3 of 742 comments (clear)

  1. Re:Urg by $RANDOMLUSER · · Score: 4, Informative

    They're not giving away the editor with the integrated chat. They were "forced" to release the personal edition of their collaborative editor at no charge.

    1. Slashvertise crippled version of your program.
    2. ???
    3. Profit!!

    --
    No folly is more costly than the folly of intolerant idealism. - Winston Churchill
  2. IntelliJ IDEA by CountBrass · · Score: 4, Informative

    I pay for a dev environment, the one from JetBrains, for Java development. I do that because: I loath eclipse: it's a god-awful, slow, clunky, everything that's wrong with open-source GUIs, editor. Second because I need support for code completion, api prompts/look-up and my favourite editor (TextMate) doesn't support that, although it's great for everything else. So I pay a couple of hundred GBP for a decent editor that it doesn't hurt to use. Bad workmen only blame their tools because they chose crappy ones to use. I pay for quality.

    --
    Bad analogies are like waxing a monkey with a rainbow.
  3. Re:Visual Studio still seems to be selling by Interfacer · · Score: 4, Informative

    I usually don't reply to AC, but what the hell...

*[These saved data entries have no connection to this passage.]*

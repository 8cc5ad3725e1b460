//! Column bindings and the process-wide binding cache

use crate::FromRow;
use parking_lot::RwLock;
use sproc_core::{CursorSchema, ScalarKind};
use std::any::TypeId;
use std::collections::HashMap;
use std::sync::{Arc, LazyLock};

/// Binds one cursor column to one target field
#[derive(Debug, Clone, PartialEq, Eq)]
pub struct ColumnBinding {
    pub ordinal: usize,
    pub field_index: usize,
    pub field_name: &'static str,
    pub enum_repr: Option<ScalarKind>,
}

/// Every binding for one (type, schema) pair
#[derive(Debug, Clone, PartialEq, Eq)]
pub struct ColumnBindings {
    type_name: &'static str,
    bindings: Vec<ColumnBinding>,
}

impl ColumnBindings {
    /// Align `T`'s fields with the schema's columns.
    ///
    /// Columns match fields ignoring ASCII case. Columns with no field are
    /// skipped and fields with no column are left out, so they keep their
    /// default. If several columns fold to the same field name, the lowest
    /// ordinal wins.
    pub fn build<T: FromRow>(schema: &CursorSchema) -> Self {
        let type_name = std::any::type_name::<T>();
        let mut bindings = Vec::new();

        for (field_index, field) in T::fields().iter().enumerate() {
            let mut matches = schema
                .columns()
                .iter()
                .enumerate()
                .filter(|(_, column)| column.eq_ignore_ascii_case(field.name))
                .map(|(ordinal, _)| ordinal);

            let Some(ordinal) = matches.next() else {
                continue;
            };
            let shadowed: Vec<usize> = matches.collect();
            if !shadowed.is_empty() {
                // TODO: decide with callers whether ambiguous columns should be rejected
                tracing::warn!(
                    target_type = type_name,
                    field = field.name,
                    ordinal,
                    ?shadowed,
                    "several columns match field ignoring case; using the first"
                );
            }

            bindings.push(ColumnBinding {
                ordinal,
                field_index,
                field_name: field.name,
                enum_repr: field.enum_repr,
            });
        }

        Self {
            type_name,
            bindings,
        }
    }

    pub fn type_name(&self) -> &'static str {
        self.type_name
    }

    pub fn iter(&self) -> impl Iterator<Item = &ColumnBinding> {
        self.bindings.iter()
    }

    pub fn len(&self) -> usize {
        self.bindings.len()
    }

    pub fn is_empty(&self) -> bool {
        self.bindings.is_empty()
    }
}

#[derive(Debug, Clone, PartialEq, Eq, Hash)]
struct BindingKey {
    type_id: TypeId,
    schema: CursorSchema,
}

static GLOBAL_CACHE: LazyLock<BindingCache> = LazyLock::new(BindingCache::new);

/// Cache of column bindings keyed by (type, schema).
///
/// Entries are never replaced once stored. When two threads build the same
/// key at once, the first insert wins and both callers get that entry.
#[derive(Debug, Default)]
pub struct BindingCache {
    entries: RwLock<HashMap<BindingKey, Arc<ColumnBindings>>>,
}

impl BindingCache {
    pub fn new() -> Self {
        Self::default()
    }

    /// The cache shared by every mapper in the process
    pub fn global() -> &'static BindingCache {
        &GLOBAL_CACHE
    }

    pub fn get_or_build<T: FromRow>(&self, schema: &CursorSchema) -> Arc<ColumnBindings> {
        let key = BindingKey {
            type_id: TypeId::of::<T>(),
            schema: schema.clone(),
        };

        if let Some(found) = self.entries.read().get(&key) {
            tracing::trace!(target_type = found.type_name(), "binding cache hit");
            return found.clone();
        }

        let built = Arc::new(ColumnBindings::build::<T>(schema));
        tracing::debug!(
            target_type = built.type_name(),
            columns = schema.column_count(),
            bound = built.len(),
            "binding cache miss, built column bindings"
        );

        self.entries.write().entry(key).or_insert(built).clone()
    }

    pub fn len(&self) -> usize {
        self.entries.read().len()
    }

    pub fn is_empty(&self) -> bool {
        self.entries.read().is_empty()
    }
}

    I don't know what compiler versions you are talking about.
    VC6 was not iso compliant. No wonder. the ISO standard wasn't ratified at that time.
    But g++ 2.95 scored equally bad, or worse.
    VC++8.x and 9 are very compliant, and on par with g++.

    Sure VC++ has compiler extensions, but so does g++, which litters the global namespace with ISO non-conformant functionnames (snprintf).
    However, VC++ also has a switch that turns it into ISO mode, allowing not a single compiler extension.

    And I don't know if you know, but a lot of headers (string for example) are supposed to come WITHOUT the .h extension.
    string.h is a C include header. string is a C++ include header.
    But hey, at least you're a respectable programmer. Me, I use whatever tool I need to get the job done.